* Data to examine
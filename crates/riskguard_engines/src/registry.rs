#![forbid(unsafe_code)]

use std::collections::{BTreeMap, BTreeSet, VecDeque};
use std::panic::{self, AssertUnwindSafe};
use std::sync::atomic::{AtomicBool, Ordering};
use std::sync::mpsc::{self, RecvTimeoutError};
use std::sync::{Arc, Mutex};
use std::thread;
use std::time::{Duration, Instant};

use riskguard_contracts::policy::Policy;
use riskguard_contracts::report::{ProviderFailure, ProviderFailureReason, ServerFields};
use riskguard_contracts::signal::{Signal, SignalKey};
use riskguard_contracts::snapshot::EvaluationSnapshot;
use riskguard_contracts::Validate;

use crate::mutation::{DeviceMutation, MutationPlanner, SCOPE_PROVIDER_ORDER, SCOPE_SIGNAL_ORDER};
use crate::provider::SignalProvider;

pub const DEFAULT_MAX_COLLECTION_WORKERS: usize = 4;

#[derive(Debug, Clone, PartialEq, Eq)]
pub struct CollectOptions {
    pub max_workers: usize,
    pub budget: Option<Duration>,
    pub disabled_providers: BTreeSet<String>,
    pub provider_shuffle: Option<DeviceMutation>,
    pub signal_shuffle: Option<DeviceMutation>,
}

impl Default for CollectOptions {
    fn default() -> Self {
        Self {
            max_workers: DEFAULT_MAX_COLLECTION_WORKERS,
            budget: None,
            disabled_providers: BTreeSet::new(),
            provider_shuffle: None,
            signal_shuffle: None,
        }
    }
}

impl CollectOptions {
    /// Toggles, detection budget and shuffles as configured by `policy`.
    pub fn from_policy(policy: &Policy, device_id: &str, max_workers: usize) -> Self {
        let disabled_providers = policy
            .detector_toggles
            .keys()
            .filter(|id| !policy.is_detector_enabled(id))
            .cloned()
            .collect();
        let mutation = MutationPlanner::from_policy(policy).map(|p| p.for_device(device_id));
        let provider_shuffle = mutation
            .clone()
            .filter(|_| policy.mutation.shuffle_providers);
        let signal_shuffle = mutation.filter(|_| policy.mutation.shuffle_signals);
        Self {
            max_workers,
            budget: Some(Duration::from_millis(policy.rules.max_detection_duration_ms)),
            disabled_providers,
            provider_shuffle,
            signal_shuffle,
        }
    }
}

#[derive(Debug, Clone, PartialEq, Default)]
pub struct CollectionOutcome {
    pub signals: Vec<Signal>,
    pub failures: Vec<ProviderFailure>,
    pub server_fields: BTreeMap<String, ServerFields>,
    pub skipped_disabled: Vec<String>,
    pub invocation_order: Vec<String>,
}

struct ProviderRun {
    signals: Result<Vec<Signal>, ProviderFailure>,
    server_fields: Option<ServerFields>,
}

#[derive(Default, Clone)]
pub struct ProviderRegistry {
    providers: Vec<Arc<dyn SignalProvider>>,
}

impl std::fmt::Debug for ProviderRegistry {
    fn fmt(&self, f: &mut std::fmt::Formatter<'_>) -> std::fmt::Result {
        f.debug_struct("ProviderRegistry")
            .field("providers", &self.provider_ids())
            .finish()
    }
}

impl ProviderRegistry {
    pub fn new() -> Self {
        Self::default()
    }

    pub fn register<P>(&mut self, provider: P)
    where
        P: SignalProvider + 'static,
    {
        self.register_shared(Arc::new(provider));
    }

    /// Replaces a provider with the same id in place, keeping its slot.
    pub fn register_shared(&mut self, provider: Arc<dyn SignalProvider>) {
        match self.providers.iter_mut().find(|p| p.id() == provider.id()) {
            Some(slot) => *slot = provider,
            None => self.providers.push(provider),
        }
    }

    pub fn unregister(&mut self, provider_id: &str) -> Option<Arc<dyn SignalProvider>> {
        let idx = self.providers.iter().position(|p| p.id() == provider_id)?;
        Some(self.providers.remove(idx))
    }

    pub fn provider_ids(&self) -> Vec<String> {
        self.providers.iter().map(|p| p.id().to_string()).collect()
    }

    pub fn len(&self) -> usize {
        self.providers.len()
    }

    pub fn is_empty(&self) -> bool {
        self.providers.is_empty()
    }

    pub fn collect(&self, snapshot: &Arc<EvaluationSnapshot>) -> Vec<Signal> {
        self.collect_with(snapshot, &CollectOptions::default()).signals
    }

    pub fn collect_with(
        &self,
        snapshot: &Arc<EvaluationSnapshot>,
        options: &CollectOptions,
    ) -> CollectionOutcome {
        let mut outcome = CollectionOutcome::default();

        let mut slots: Vec<(usize, Arc<dyn SignalProvider>)> = Vec::new();
        for provider in &self.providers {
            if options.disabled_providers.contains(provider.id()) {
                outcome.skipped_disabled.push(provider.id().to_string());
                continue;
            }
            slots.push((slots.len(), provider.clone()));
        }
        if slots.is_empty() {
            return outcome;
        }

        let invocation: Vec<(usize, Arc<dyn SignalProvider>)> = match &options.provider_shuffle {
            Some(mutation) => mutation.shuffle(SCOPE_PROVIDER_ORDER, slots.clone()),
            None => slots.clone(),
        };
        outcome.invocation_order = invocation.iter().map(|(_, p)| p.id().to_string()).collect();

        let mut runs = run_providers(invocation, snapshot, options);

        let mut seen: BTreeSet<SignalKey> = BTreeSet::new();
        let mut signals = Vec::new();
        for (slot, provider) in &slots {
            let provider_id = provider.id().to_string();
            let Some(run) = runs[*slot].take() else {
                tracing::warn!(
                    provider_id = %provider_id,
                    "signal provider exceeded detection budget; abandoned"
                );
                outcome.failures.push(ProviderFailure {
                    provider_id,
                    reason: ProviderFailureReason::TimedOut,
                    message: "exceeded detection budget".to_string(),
                });
                continue;
            };
            if let Some(fields) = run.server_fields {
                outcome.server_fields.insert(provider_id.clone(), fields);
            }
            match run.signals {
                Ok(emitted) => {
                    let mut rejected = 0usize;
                    for signal in emitted {
                        if signal.validate().is_err() {
                            rejected += 1;
                            continue;
                        }
                        if seen.insert(signal.key()) {
                            signals.push(signal);
                        }
                    }
                    if rejected > 0 {
                        tracing::warn!(
                            provider_id = %provider_id,
                            rejected,
                            "dropped signals failing contract validation"
                        );
                        outcome.failures.push(ProviderFailure {
                            provider_id,
                            reason: ProviderFailureReason::InvalidSignal,
                            message: format!("{rejected} signal(s) failed validation"),
                        });
                    }
                }
                Err(failure) => {
                    tracing::warn!(
                        provider_id = %failure.provider_id,
                        reason = failure.reason.as_str(),
                        message = ?failure.message,
                        "signal provider failed; skipping"
                    );
                    outcome.failures.push(failure);
                }
            }
        }

        outcome.signals = match &options.signal_shuffle {
            Some(mutation) => mutation.shuffle(SCOPE_SIGNAL_ORDER, signals),
            None => signals,
        };
        outcome
    }
}

/// Runs providers on a bounded pool; results are indexed by registration
/// slot. Slots still `None` on return were abandoned at the deadline.
fn run_providers(
    invocation: Vec<(usize, Arc<dyn SignalProvider>)>,
    snapshot: &Arc<EvaluationSnapshot>,
    options: &CollectOptions,
) -> Vec<Option<ProviderRun>> {
    let total = invocation.len();
    let mut runs: Vec<Option<ProviderRun>> = (0..total).map(|_| None).collect();
    let deadline = options.budget.map(|b| Instant::now() + b);

    let queue = Arc::new(Mutex::new(VecDeque::from(invocation)));
    let cancelled = Arc::new(AtomicBool::new(false));
    let (tx, rx) = mpsc::channel::<(usize, ProviderRun)>();

    let workers = options.max_workers.clamp(1, total);
    let mut spawned = 0usize;
    for n in 0..workers {
        let queue = queue.clone();
        let cancelled = cancelled.clone();
        let snapshot = snapshot.clone();
        let tx = tx.clone();
        let spawn = thread::Builder::new()
            .name(format!("riskguard-collect-{n}"))
            .spawn(move || loop {
                if cancelled.load(Ordering::Acquire) {
                    break;
                }
                let next = match queue.lock() {
                    Ok(mut q) => q.pop_front(),
                    Err(_) => None,
                };
                let Some((slot, provider)) = next else {
                    break;
                };
                let run = run_isolated(provider.as_ref(), &snapshot);
                if tx.send((slot, run)).is_err() {
                    break;
                }
            });
        match spawn {
            Ok(_) => spawned += 1,
            Err(err) => {
                tracing::warn!(error = %err, "failed to spawn collection worker");
            }
        }
    }
    drop(tx);

    if spawned == 0 {
        let pending: Vec<(usize, Arc<dyn SignalProvider>)> = match queue.lock() {
            Ok(mut q) => q.drain(..).collect(),
            Err(_) => Vec::new(),
        };
        for (slot, provider) in pending {
            runs[slot] = Some(run_isolated(provider.as_ref(), snapshot));
        }
        return runs;
    }

    let mut received = 0usize;
    while received < total {
        let next = match deadline {
            Some(deadline) => {
                let now = Instant::now();
                if now >= deadline {
                    break;
                }
                rx.recv_timeout(deadline - now)
            }
            None => rx.recv().map_err(|_| RecvTimeoutError::Disconnected),
        };
        match next {
            Ok((slot, run)) => {
                runs[slot] = Some(run);
                received += 1;
            }
            Err(RecvTimeoutError::Timeout) | Err(RecvTimeoutError::Disconnected) => break,
        }
    }
    cancelled.store(true, Ordering::Release);
    runs
}

fn run_isolated(provider: &dyn SignalProvider, snapshot: &EvaluationSnapshot) -> ProviderRun {
    let provider_id = provider.id().to_string();
    let signals = match panic::catch_unwind(AssertUnwindSafe(|| provider.collect(snapshot))) {
        Ok(Ok(signals)) => Ok(signals),
        Ok(Err(err)) => Err(ProviderFailure {
            provider_id: provider_id.clone(),
            reason: ProviderFailureReason::Error,
            message: err.message().to_string(),
        }),
        Err(payload) => Err(ProviderFailure {
            provider_id: provider_id.clone(),
            reason: ProviderFailureReason::Panicked,
            message: panic_message(payload.as_ref()),
        }),
    };
    let server_fields = if signals.is_ok() {
        panic::catch_unwind(AssertUnwindSafe(|| provider.server_aggregate_fields(snapshot)))
            .ok()
            .flatten()
    } else {
        None
    };
    ProviderRun {
        signals,
        server_fields,
    }
}

fn panic_message(payload: &(dyn std::any::Any + Send)) -> String {
    if let Some(s) = payload.downcast_ref::<&str>() {
        return (*s).to_string();
    }
    if let Some(s) = payload.downcast_ref::<String>() {
        return s.clone();
    }
    "provider panicked".to_string()
}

* What to work on
From the material, report only how many lines include the word "Duration".

* Expected answer
3